Does $1 cut it? I’ll let you be the judge.
In disregarding these principles completely, the one-size-fits-all subscription model recklessly cuts musicians off from the economics of how their own music is licensed. Instead, the earnings that artists make per placement become dictated entirely by volatile extraneous factors: namely the total number of subscribers, the total number of usages (across all subscribers) and the number of tracks/artists on the platform.
Perhaps this model could be reasonable if restricted to small-scale usages such as personal YouTube channels, or if it were more thoughtfully tiered to ensure that those with larger commercial requirements were contributing a much more appropriate amount — but even then it would still require a very careful approach to ensure that musicians are being fairly compensated.
While we’re on the subject, here’s another question I’ve received a couple of times: “This is what Spotify did to music streaming, surely this is the natural direction for music licensing too?”.
The fact I’ve received this question at all illustrates the level of misunderstanding that’s out there. There is clearly a colossal difference between the personal enjoyment of music and the commercial usage of music.
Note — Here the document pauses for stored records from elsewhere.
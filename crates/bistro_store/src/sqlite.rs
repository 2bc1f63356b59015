//! SQLite backend.

use crate::backend::{StoreBackend, StoreSession, Table};
use crate::error::{StoreError, StoreResult, ValidationError};
use crate::model::{Rating, Restaurant, RestaurantId, Review, ReviewId};
use chrono::{DateTime, Utc};
use rusqlite::types::Type;
use rusqlite::{params, Connection, OptionalExtension, Row};
use std::path::{Path, PathBuf};
use std::time::Duration;

/// Schema applied on every connect. Idempotent.
pub const SCHEMA_SQL: &str = "
CREATE TABLE IF NOT EXISTS restaurants (
    id       INTEGER PRIMARY KEY AUTOINCREMENT,
    name     TEXT    NOT NULL UNIQUE,
    location TEXT    NOT NULL,
    rating   REAL    NOT NULL DEFAULT 0.0
);
CREATE TABLE IF NOT EXISTS reviews (
    id            INTEGER PRIMARY KEY AUTOINCREMENT,
    restaurant_id INTEGER NOT NULL REFERENCES restaurants(id) ON DELETE CASCADE,
    rating        INTEGER NOT NULL CHECK (rating BETWEEN 1 AND 5),
    comment       TEXT    NOT NULL DEFAULT '',
    created_at    TEXT    NOT NULL,
    updated_at    TEXT
);
CREATE INDEX IF NOT EXISTS idx_reviews_restaurant ON reviews(restaurant_id);
";

const RESTAURANT_COLUMNS: &str = "id, name, location, rating";
const REVIEW_COLUMNS: &str = "id, restaurant_id, rating, comment, created_at, updated_at";

/// A store backed by a single SQLite database file.
///
/// Each session owns its own [`Connection`]. Foreign keys are enforced and
/// writers wait up to `busy_timeout` for the file lock.
#[derive(Debug, Clone)]
pub struct SqliteBackend {
    path: PathBuf,
    busy_timeout: Duration,
}

impl SqliteBackend {
    /// Creates a backend for the database at `path`. The file is created
    /// on first connect.
    pub fn new(path: impl Into<PathBuf>) -> Self {
        Self {
            path: path.into(),
            busy_timeout: Duration::from_secs(5),
        }
    }

    /// Sets how long a session waits on a locked database.
    #[must_use]
    pub fn with_busy_timeout(mut self, timeout: Duration) -> Self {
        self.busy_timeout = timeout;
        self
    }

    /// Path of the database file.
    pub fn path(&self) -> &Path {
        &self.path
    }
}

impl StoreBackend for SqliteBackend {
    fn name(&self) -> &str {
        "sqlite"
    }

    fn connect(&self) -> StoreResult<Box<dyn StoreSession>> {
        let conn = Connection::open(&self.path).map_err(|e| {
            StoreError::Unavailable(format!("cannot open {}: {e}", self.path.display()))
        })?;
        conn.busy_timeout(self.busy_timeout)?;
        conn.execute_batch("PRAGMA foreign_keys = ON;")?;
        conn.execute_batch(SCHEMA_SQL)?;
        tracing::trace!(path = %self.path.display(), "sqlite session opened");
        Ok(Box::new(SqliteSession { conn }))
    }
}

struct SqliteSession {
    conn: Connection,
}

fn invalid(column: usize, err: ValidationError) -> rusqlite::Error {
    rusqlite::Error::FromSqlConversionFailure(column, Type::Text, Box::new(err))
}

fn restaurant_from_row(row: &Row<'_>) -> rusqlite::Result<Restaurant> {
    Restaurant::from_stored(
        RestaurantId::new(row.get(0)?),
        row.get(1)?,
        row.get(2)?,
        row.get(3)?,
    )
    .map_err(|e| invalid(1, e))
}

fn review_from_row(row: &Row<'_>) -> rusqlite::Result<Review> {
    let rating = Rating::new(row.get(2)?).map_err(|e| invalid(2, e))?;
    Ok(Review::from_stored(
        ReviewId::new(row.get(0)?),
        RestaurantId::new(row.get(1)?),
        rating,
        row.get(3)?,
        row.get::<_, DateTime<Utc>>(4)?,
        row.get::<_, Option<DateTime<Utc>>>(5)?,
    ))
}

impl StoreSession for SqliteSession {
    fn ping(&mut self) -> StoreResult<()> {
        self.conn.query_row("SELECT 1", [], |row| row.get::<_, i64>(0))?;
        Ok(())
    }

    fn begin(&mut self) -> StoreResult<()> {
        if self.in_transaction() {
            return Err(StoreError::TransactionState(
                "transaction already active".into(),
            ));
        }
        self.conn.execute_batch("BEGIN IMMEDIATE")?;
        Ok(())
    }

    fn commit(&mut self) -> StoreResult<()> {
        if !self.in_transaction() {
            return Err(StoreError::TransactionState("no active transaction".into()));
        }
        self.conn.execute_batch("COMMIT")?;
        Ok(())
    }

    fn rollback(&mut self) -> StoreResult<()> {
        if !self.in_transaction() {
            return Err(StoreError::TransactionState("no active transaction".into()));
        }
        self.conn.execute_batch("ROLLBACK")?;
        Ok(())
    }

    fn in_transaction(&self) -> bool {
        !self.conn.is_autocommit()
    }

    fn restaurants(&mut self) -> StoreResult<Vec<Restaurant>> {
        let mut stmt = self.conn.prepare_cached(&format!(
            "SELECT {RESTAURANT_COLUMNS} FROM restaurants ORDER BY name"
        ))?;
        let rows = stmt.query_map([], restaurant_from_row)?;
        Ok(rows.collect::<rusqlite::Result<Vec<_>>>()?)
    }

    fn restaurant_by_id(&mut self, id: RestaurantId) -> StoreResult<Option<Restaurant>> {
        Ok(self
            .conn
            .query_row(
                &format!("SELECT {RESTAURANT_COLUMNS} FROM restaurants WHERE id = ?1"),
                params![id.get()],
                restaurant_from_row,
            )
            .optional()?)
    }

    fn restaurant_by_name(&mut self, name: &str) -> StoreResult<Option<Restaurant>> {
        Ok(self
            .conn
            .query_row(
                &format!("SELECT {RESTAURANT_COLUMNS} FROM restaurants WHERE name = ?1"),
                params![name],
                restaurant_from_row,
            )
            .optional()?)
    }

    fn insert_restaurant(&mut self, restaurant: &Restaurant) -> StoreResult<RestaurantId> {
        self.conn.execute(
            "INSERT INTO restaurants (name, location, rating) VALUES (?1, ?2, ?3)",
            params![restaurant.name(), restaurant.location(), restaurant.rating()],
        )?;
        Ok(RestaurantId::new(self.conn.last_insert_rowid()))
    }

    fn update_restaurant(&mut self, restaurant: &Restaurant) -> StoreResult<()> {
        let id = restaurant.id().ok_or(StoreError::MissingId {
            table: Table::Restaurants,
        })?;
        let changed = self.conn.execute(
            "UPDATE restaurants SET name = ?1, location = ?2, rating = ?3 WHERE id = ?4",
            params![
                restaurant.name(),
                restaurant.location(),
                restaurant.rating(),
                id.get()
            ],
        )?;
        if changed == 0 {
            return Err(StoreError::RowNotFound {
                table: Table::Restaurants,
                id: id.get(),
            });
        }
        Ok(())
    }

    fn delete_restaurant(&mut self, id: RestaurantId) -> StoreResult<bool> {
        let changed = self
            .conn
            .execute("DELETE FROM restaurants WHERE id = ?1", params![id.get()])?;
        Ok(changed > 0)
    }

    fn reviews(&mut self) -> StoreResult<Vec<Review>> {
        let mut stmt = self
            .conn
            .prepare_cached(&format!("SELECT {REVIEW_COLUMNS} FROM reviews ORDER BY id"))?;
        let rows = stmt.query_map([], review_from_row)?;
        Ok(rows.collect::<rusqlite::Result<Vec<_>>>()?)
    }

    fn review_by_id(&mut self, id: ReviewId) -> StoreResult<Option<Review>> {
        Ok(self
            .conn
            .query_row(
                &format!("SELECT {REVIEW_COLUMNS} FROM reviews WHERE id = ?1"),
                params![id.get()],
                review_from_row,
            )
            .optional()?)
    }

    fn insert_review(&mut self, review: &Review) -> StoreResult<ReviewId> {
        self.conn.execute(
            "INSERT INTO reviews (restaurant_id, rating, comment, created_at, updated_at)
             VALUES (?1, ?2, ?3, ?4, ?5)",
            params![
                review.restaurant_id().get(),
                i64::from(review.rating()),
                review.comment(),
                review.created_at(),
                review.updated_at()
            ],
        )?;
        Ok(ReviewId::new(self.conn.last_insert_rowid()))
    }

    fn update_review(&mut self, review: &Review) -> StoreResult<()> {
        let id = review.id().ok_or(StoreError::MissingId {
            table: Table::Reviews,
        })?;
        let changed = self.conn.execute(
            "UPDATE reviews SET restaurant_id = ?1, rating = ?2, comment = ?3, updated_at = ?4
             WHERE id = ?5",
            params![
                review.restaurant_id().get(),
                i64::from(review.rating()),
                review.comment(),
                review.updated_at(),
                id.get()
            ],
        )?;
        if changed == 0 {
            return Err(StoreError::RowNotFound {
                table: Table::Reviews,
                id: id.get(),
            });
        }
        Ok(())
    }

    fn delete_review(&mut self, id: ReviewId) -> StoreResult<bool> {
        let changed = self
            .conn
            .execute("DELETE FROM reviews WHERE id = ?1", params![id.get()])?;
        Ok(changed > 0)
    }

    fn delete_reviews_for(&mut self, restaurant: RestaurantId) -> StoreResult<usize> {
        Ok(self.conn.execute(
            "DELETE FROM reviews WHERE restaurant_id = ?1",
            params![restaurant.get()],
        )?)
    }

    fn count(&mut self, table: Table) -> StoreResult<u64> {
        let n: i64 = self.conn.query_row(
            &format!("SELECT COUNT(*) FROM {}", table.name()),
            [],
            |row| row.get(0),
        )?;
        Ok(n.max(0) as u64)
    }
}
Spotify left a bitter enough taste for many musicians and that is a model for the personal consumption of music. Franky, to attempt apply the Spotify model with Spotify prices to commercial music licensing is beyond absurd.
The musician’s prerogative
Our industry and our craft thrives when we recognise the value of our own music and when we have integrity about how we earn from the usage of our work. When we take that stance, the very same respect and value permeates into the industries that depend on music as a vital asset.
However, when musicians disregard the value of their own music and focus instead on making money through any means, that’s when they give power to business models designed to profit and domineer by burning through the value of music. And if you fuel that fire by throwing your own work onto it, you will surely get some warmth to begin with, but not long before things are reduced to ashes.
Let’s not forget, it’s in the nature of a free market that there will always be those businesses that attempt to profiteer rapidly through exploitation. Often such businesses will be adept at painting their model in a benign or even forward-thinking light. Some existing companies may attempt to follow suit out of sheer paranoia about their own future. Now more than ever before, musicians must be careful not to presume that just because a new model has come into being, it represents ‘just another opportunity’ or a natural evolution for the industry. It is both the prerogative and the responsibility of music creators themselves to recognise profiteering business models for what they are, to put integrity before quick moneymaking and to be bold enough to decide which direction their own industry takes.
† I don’t know what the average artist earning-per-usage is across the handful of companies that are operating this model, but we can safely say that it will be extremely low. Based on an average annual subscription fee of $180, users placing an average of 50 tracks per year, and the artist cut being 30% (which I believe is the actual rate offered), that gives an average earning-per-placement of $1.08. These figures are clearly presumptions — if anyone has more accurate insights, please feel free to correct me.